Why am I so scared? How COVID-19 unseats us and how to regain center

 

Here is a great blog about why we feel so much fear and anxiety in the COVID 19 times and what to do with it by my friend and skilled Boulder Therapist Emily Isaacs.

The waters are choppy these days.  What sort of boat are you sailing in?

As a whole society we have sailed into uncharted waters – a world where we are trying to remain protected from an ambiguous menace, have access to a limitless opportunities to take in media designed to spike the fight-or-flight wing of our nervous system, all with highly limited in person, face to face social support.

It’s a recipe for waking up each day feeling very, very anxious and out of control.

Let’s break this down to understand how these factors come together to cause such nervous system dysregulation.

1. The ambiguous menace

COVID-19: it is invisible, yet highly contagious.  Some people do not even show symptoms, and others – even young people – end up on ventilators in the hospital.  I didn’t wipe down the bread bag, but now it is in the refrigerator with everything else – did the cold air kill the germs or are they jumping onto other food?  (I truly did worry about this).

Ambiguous threats trigger our fight-or-flight system by the very nature of being ambiguous.  We lack clear information and so our brains become hyper-vigilant, constantly seeking out additional information to resolve the ambiguity.  We are biologically wired to this.

2. Your brain on media

Let’s also remember that the news is designed to grab our attention so we engage with it.  A very easy way to grab our brain’s attention is through fear.  Take a moment to just listen to a newscaster’s voice without the content: tense, quick, serious.  Then we have social media – which is, in many ways, a huge resource during these times of limited in-person contact.

But social media comes with a price – it can disrupt sleep, encourage comparison to others, shorten our attention span, and keep our nervous system on overdrive (ever thought your phone was vibrating but it wasn’t?  That’s actually a real phenomenon and a sign of hypervigilance).

3.  Forgoing face-to-face contact  

Here’s the real doozie, and one that I try to remedy during therapy sessions.  Face-to-face, skin-to-skin contact is enormously regulating for us human beings.  We’re apes.  We are social beings that thrive on social interaction and our nervous systems regulate with each other.

​We can be totally jacked up and freaked out and if we have a friend or partner (or even a checker at the grocery store!) that is calm and reassuring, even a brief face-to-face interaction can soothe us.  A hug is even better.  And these days, the checker at the grocery store is suddenly an ambiguous threat.

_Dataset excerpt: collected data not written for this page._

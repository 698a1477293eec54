//! ci-runner - a sequential, fail-fast CI pipeline runner

pub mod cli;
pub mod core;
pub mod execution;
pub mod markers;
pub mod toolchain;

// Re-export commonly used types
pub use core::{Pipeline, RunResult, RunStatus, Step, StepAction, StepState, WorkContext};
pub use execution::{ExecutionEngine, ExecutionEvent};
pub use markers::{MarkerMatch, MarkerScanner, MarkerScope};
pub use toolchain::{SubprocessToolchain, Toolchain, ToolError};
//! Command-line interface

pub mod commands;
pub mod output;

use clap::{Parser, Subcommand};
use commands::{ListCommand, RunCommand, TargetsCommand, ValidateCommand};
use std::ffi::OsString;

/// Exit status for configuration and usage errors
pub const EXIT_CONFIG_ERROR: i32 = 2;

/// Sequential CI pipeline runner for Rust projects
#[derive(Debug, Parser, Clone)]
#[command(name = "ci-runner")]
#[command(version)]
#[command(about = "Runs a fail-fast CI pipeline against a working tree", long_about = None)]
pub struct Cli {
    #[command(subcommand)]
    pub command: Command,

    /// Enable verbose logging
    #[arg(short, long, global = true)]
    pub verbose: bool,

    /// Suppress per-step progress lines
    #[arg(short, long, global = true, conflicts_with = "verbose")]
    pub quiet: bool,
}

/// Available commands
#[derive(Debug, Subcommand, Clone)]
pub enum Command {
    /// Run a pipeline
    Run(RunCommand),

    /// Validate a pipeline configuration
    Validate(ValidateCommand),

    /// List a pipeline's steps in execution order
    List(ListCommand),

    /// List the example targets the toolchain reports
    Targets(TargetsCommand),
}

impl Cli {
    /// Parse CLI arguments from environment
    pub fn from_args() -> Self {
        Self::parse()
    }

    /// Parse CLI arguments from a slice
    pub fn try_parse_from<I, T>(itr: I) -> Result<Self, clap::Error>
    where
        I: IntoIterator<Item = T>,
        T: Into<OsString> + Clone,
    {
        <Self as Parser>::try_parse_from(itr)
    }
}
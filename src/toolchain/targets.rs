//! Parsing of cargo's example listing

const AVAILABLE_HEADER: &str = "Available examples:";

/// Extract example names from the output of `cargo run --example`
///
/// Cargo answers a bare `--example` with an error followed by an
/// "Available examples:" block, one indented name per line. Output without
/// that block, including cargo's "No examples available." answer, yields
/// nothing.
pub fn parse_example_names(output: &str) -> Vec<String> {
    let mut lines = output.lines();

    if !lines.any(|line| line.trim() == AVAILABLE_HEADER) {
        return Vec::new();
    }

    lines
        .take_while(|line| line.starts_with(char::is_whitespace) && !line.trim().is_empty())
        .map(|line| line.trim().to_string())
        .collect()
}
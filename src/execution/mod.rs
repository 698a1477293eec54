//! Pipeline execution engine

pub mod engine;
pub mod executor;
pub mod scheduler;

pub use engine::{
    discover_fixtures, EventHandler, ExecutionEngine, ExecutionEvent, RunFuture,
    EXIT_FIXTURES_UNREADABLE, FIXTURE_STEP_NAME,
};
pub use executor::{StepExecutor, StepOutcome, StepReport, EXIT_FORBIDDEN_MARKER};
pub use scheduler::StepCursor;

Let’s go back to the boat metaphor.  We’re all sailing in choppy waters these days; we can’t control that.  But we do have a choice about what sort of boat we sail in.  The boat is the state of our internal being – our consciousness and how we choose to direct it.

Here are three simple practices to explore while navigating the world this week:

1. Name it to tame it.  

Did you open up your Facebook feed and suddenly become tense and hyper-focused on scanning through every scary article?  Did you catch yourself skimming every news article searching for a clear answer?  Great!  You are very, very human.  It actually calms your brain to name an experience – it is a kind of compartmentalizing that can help bring awareness and even control to a behavior.  Simply NOTICE the behavior and give it a name in your mind.  “Using Facebook.  Heart rate going up.”

2. Shift attention.  

Did you name it to tame it?  Awesome!  Since you are now aware of what you are doing, you have a chance to change your behavior.  If you have noticed your muscles getting tight, your heart rate going up, your breath getting shallow – it is time to redirect your attention.  Feel your feet on the floor.  Take a deep breath.  Look at a photo of a loved one, at a favorite plant, out the window at the sky.

3. Move your body.  

After our fight-or-flight nervous system has been activated, our bodies need a reset.  We have a biological need to know that the threat has passed and we can now move on to more peaceful business.  Otherwise, we remain in a hyper-aroused state that is exhausting in a multitude of ways.  Moving our bodies gives us this much-needed reset.  So: turn on some music and DANCE.  Shake out every limb.  Use your hands to vigorously brush off your arms, legs, torso, back.  Look silly – it will help move the nervous energy.

Above all – remain compassionate to yourself.  This experience is unlike anything any of us have ever gone through together.  We’re all doing the best we can – including me.  Including you.